(Data to process begins)

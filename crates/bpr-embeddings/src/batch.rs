//! Batched embedding extraction.
//!
//! Inputs are split into `batch_size` chunks; each chunk runs one dual-encoder
//! forward and its outputs are copied to host. The per-chunk outputs are then
//! concatenated per output kind, so callers see one flat list of dense query
//! vectors, one of query codes and one of passage codes, in input order.
//!
//! ```text
//! texts ──► split_batch ──► [chunk 0] ─► forward ─► host ─┐
//!                           [chunk 1] ─► forward ─► host ─┼─► concat per kind
//!                           [chunk n] ─► forward ─► host ─┘
//! ```

use bpr_core::BinaryCode;
use candle_core::{Device, Tensor};

use crate::dual_encoder::DualEncoder;
use crate::error::{EmbeddingError, EmbeddingResult};
use crate::tokenization::Tokenizer;
use crate::towers::TowerRole;

/// Split `items` into consecutive chunks of at most `batch_size`.
///
/// # Errors
/// `ConfigError` if `batch_size` is 0.
pub fn split_batch<T>(items: &[T], batch_size: usize) -> EmbeddingResult<Vec<&[T]>> {
    if batch_size == 0 {
        return Err(EmbeddingError::config("batch_size must be > 0"));
    }
    Ok(items.chunks(batch_size).collect())
}

/// Host-side outputs of a batched extraction, concatenated across chunks.
#[derive(Debug, Clone, Default, PartialEq)]
pub struct ExtractedEmbeddings {
    /// Unhashed query embeddings, one per query.
    pub dense_query: Vec<Vec<f32>>,
    /// Packed query codes, one per query.
    pub binary_query: Vec<BinaryCode>,
    /// Packed passage codes, one per passage.
    pub binary_passage: Vec<BinaryCode>,
}

/// A passage as `(title, text)`.
pub type TitledPassage<'t> = (Option<&'t str>, &'t str);

/// Runs a [`DualEncoder`] over arbitrarily many inputs in fixed-size chunks.
pub struct EmbeddingExtractor<'a> {
    encoder: &'a DualEncoder,
    tokenizer: &'a dyn Tokenizer,
    device: Device,
    batch_size: usize,
    embed_title: bool,
}

impl<'a> EmbeddingExtractor<'a> {
    /// # Errors
    /// `ConfigError` if `batch_size` is 0.
    pub fn new(
        encoder: &'a DualEncoder,
        tokenizer: &'a dyn Tokenizer,
        device: Device,
        batch_size: usize,
        embed_title: bool,
    ) -> EmbeddingResult<Self> {
        if batch_size == 0 {
            return Err(EmbeddingError::config("[batch] batch_size must be > 0"));
        }
        Ok(Self {
            encoder,
            tokenizer,
            device,
            batch_size,
            embed_title,
        })
    }

    pub fn batch_size(&self) -> usize {
        self.batch_size
    }

    /// Dense vectors and packed codes for `queries`.
    pub fn extract_queries(
        &self,
        queries: &[&str],
    ) -> EmbeddingResult<(Vec<Vec<f32>>, Vec<BinaryCode>)> {
        let out = self.extract(Some(queries), None)?;
        Ok((out.dense_query, out.binary_query))
    }

    /// Packed codes for `passages`.
    pub fn extract_passages(&self, passages: &[TitledPassage<'_>]) -> EmbeddingResult<Vec<BinaryCode>> {
        Ok(self.extract(None, Some(passages))?.binary_passage)
    }

    /// Chunked forward over queries and/or passages.
    ///
    /// Chunk `i` holds queries `[i·bs, (i+1)·bs)` and passages
    /// `[i·bs, (i+1)·bs)`; a side that runs out earlier is simply absent from
    /// the remaining chunks.
    ///
    /// # Errors
    /// - `ConfigError` if both sides are `None`
    /// - `ShapeMismatch` if the concatenated outputs do not match the input
    ///   counts
    /// - any encoder or tokenizer error, failing the whole call
    #[tracing::instrument(skip_all, fields(
        queries = queries.map_or(0, <[_]>::len),
        passages = passages.map_or(0, <[_]>::len),
        batch_size = self.batch_size,
    ))]
    pub fn extract(
        &self,
        queries: Option<&[&str]>,
        passages: Option<&[TitledPassage<'_>]>,
    ) -> EmbeddingResult<ExtractedEmbeddings> {
        if queries.is_none() && passages.is_none() {
            return Err(EmbeddingError::config(
                "extraction needs queries, passages, or both",
            ));
        }

        let query_chunks = split_batch(queries.unwrap_or_default(), self.batch_size)?;
        let passage_chunks = split_batch(passages.unwrap_or_default(), self.batch_size)?;
        let num_chunks = query_chunks.len().max(passage_chunks.len());

        let mut out = ExtractedEmbeddings::default();
        for i in 0..num_chunks {
            let q_chunk = query_chunks.get(i).copied();
            let p_chunk = passage_chunks.get(i).copied();

            let q_tokens = q_chunk
                .map(|texts| {
                    self.tokenizer.tokenize(
                        texts,
                        self.encoder.tower(TowerRole::Query).max_seq_len(),
                        &self.device,
                    )
                })
                .transpose()?;
            let p_tokens = p_chunk
                .map(|items| {
                    self.tokenizer.tokenize_titled(
                        items,
                        self.encoder.tower(TowerRole::Passage).max_seq_len(),
                        self.embed_title,
                        &self.device,
                    )
                })
                .transpose()?;

            let forward = self.encoder.forward(q_tokens.as_ref(), p_tokens.as_ref())?;

            if let Some(dense) = &forward.dense_query {
                out.dense_query.extend(to_rows(dense)?);
            }
            if let Some(binary) = &forward.binary_query {
                out.binary_query
                    .extend(to_rows(binary)?.iter().map(|row| BinaryCode::from_unpacked(row)));
            }
            if let Some(binary) = &forward.binary_passage {
                out.binary_passage
                    .extend(to_rows(binary)?.iter().map(|row| BinaryCode::from_unpacked(row)));
            }

            tracing::debug!(
                chunk = i,
                queries = q_chunk.map_or(0, <[_]>::len),
                passages = p_chunk.map_or(0, <[_]>::len),
                "extracted batch"
            );
        }

        let n_queries = queries.map_or(0, <[_]>::len);
        let n_passages = passages.map_or(0, <[_]>::len);
        for (kind, got, want) in [
            ("dense query rows", out.dense_query.len(), n_queries),
            ("binary query rows", out.binary_query.len(), n_queries),
            ("binary passage rows", out.binary_passage.len(), n_passages),
        ] {
            if got != want {
                return Err(EmbeddingError::shape(kind, want, got));
            }
        }

        Ok(out)
    }
}

fn to_rows(t: &Tensor) -> EmbeddingResult<Vec<Vec<f32>>> {
    t.to_dtype(candle_core::DType::F32)
        .and_then(|t| t.to_vec2::<f32>())
        .map_err(|e| EmbeddingError::TensorError {
            message: format!("EmbeddingExtractor host copy failed: {}", e),
        })
}

#[cfg(test)]
mod tests {
    use super::*;
    use crate::hashing::HashActivation;
    use crate::tokenization::HashingTokenizer;
    use crate::towers::{TowerRegistry, TowerSpec, MEAN_POOL_FAMILY};

    fn encoder() -> DualEncoder {
        let registry = TowerRegistry::with_defaults();
        let spec = |seed| TowerSpec {
            family: MEAN_POOL_FAMILY.to_string(),
            vocab_size: 100,
            hidden_dim: 8,
            output_dim: 12,
            max_seq_len: 32,
            seed,
        };
        DualEncoder::new(
            registry.build(&spec(3), &Device::Cpu).unwrap(),
            registry.build(&spec(4), &Device::Cpu).unwrap(),
            HashActivation::new(0.1).unwrap(),
            0.1,
        )
        .unwrap()
    }

    #[test]
    fn test_split_batch() {
        let items = [1, 2, 3, 4, 5];
        let chunks = split_batch(&items, 2).unwrap();
        assert_eq!(chunks, vec![&[1, 2][..], &[3, 4][..], &[5][..]]);
        assert!(split_batch(&items, 0).is_err());
        assert!(split_batch::<u8>(&[], 3).unwrap().is_empty());
    }

    #[test]
    fn test_chunking_does_not_change_outputs() {
        let enc = encoder();
        let tok = HashingTokenizer::new(100).unwrap();
        let queries = ["first question", "second", "a third question here", "fourth"];

        let one_batch = EmbeddingExtractor::new(&enc, &tok, Device::Cpu, 16, true).unwrap();
        let small = EmbeddingExtractor::new(&enc, &tok, Device::Cpu, 3, true).unwrap();

        let (dense_a, codes_a) = one_batch.extract_queries(&queries).unwrap();
        let (dense_b, codes_b) = small.extract_queries(&queries).unwrap();

        assert_eq!(dense_a.len(), 4);
        assert_eq!(codes_a, codes_b, "codes must not depend on chunking");
        for (a, b) in dense_a.iter().zip(dense_b.iter()) {
            for (x, y) in a.iter().zip(b.iter()) {
                assert!((x - y).abs() < 1e-5);
            }
        }
    }

    #[test]
    fn test_query_codes_are_signs_of_dense() {
        let enc = encoder();
        let tok = HashingTokenizer::new(100).unwrap();
        let extractor = EmbeddingExtractor::new(&enc, &tok, Device::Cpu, 2, true).unwrap();
        let (dense, codes) = extractor.extract_queries(&["sign check", "another"]).unwrap();
        for (d, c) in dense.iter().zip(codes.iter()) {
            assert_eq!(c, &BinaryCode::from_signs(d));
            assert_eq!(c.bits(), 12);
        }
    }

    #[test]
    fn test_heterogeneous_lengths() {
        let enc = encoder();
        let tok = HashingTokenizer::new(100).unwrap();
        let extractor = EmbeddingExtractor::new(&enc, &tok, Device::Cpu, 2, true).unwrap();
        let passages = [
            (Some("t1"), "passage one"),
            (None, "passage two"),
            (Some("t3"), "passage three"),
            (None, "passage four"),
            (None, "passage five"),
        ];
        let out = extractor
            .extract(Some(&["only query"][..]), Some(&passages[..]))
            .unwrap();
        assert_eq!(out.dense_query.len(), 1);
        assert_eq!(out.binary_query.len(), 1);
        assert_eq!(out.binary_passage.len(), 5);
    }

    #[test]
    fn test_empty_inputs() {
        let enc = encoder();
        let tok = HashingTokenizer::new(100).unwrap();
        let extractor = EmbeddingExtractor::new(&enc, &tok, Device::Cpu, 2, true).unwrap();
        assert!(extractor.extract_passages(&[]).unwrap().is_empty());
        assert!(matches!(
            extractor.extract(None, None),
            Err(EmbeddingError::ConfigError { .. })
        ));
        assert!(EmbeddingExtractor::new(&enc, &tok, Device::Cpu, 0, true).is_err());
    }
}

(Data to process ends)

Assigned task:
Each line from the top of the records above through the line containing "outputs are then" needs to be transcribed exactly, and no line after it.

Finished task:
filename crates/bpr-embeddings/src/batch.rs
//! Batched embedding extraction.
//!
//! Inputs are split into `batch_size` chunks; each chunk runs one dual-encoder
//! forward and its outputs are copied to host. The per-chunk outputs are then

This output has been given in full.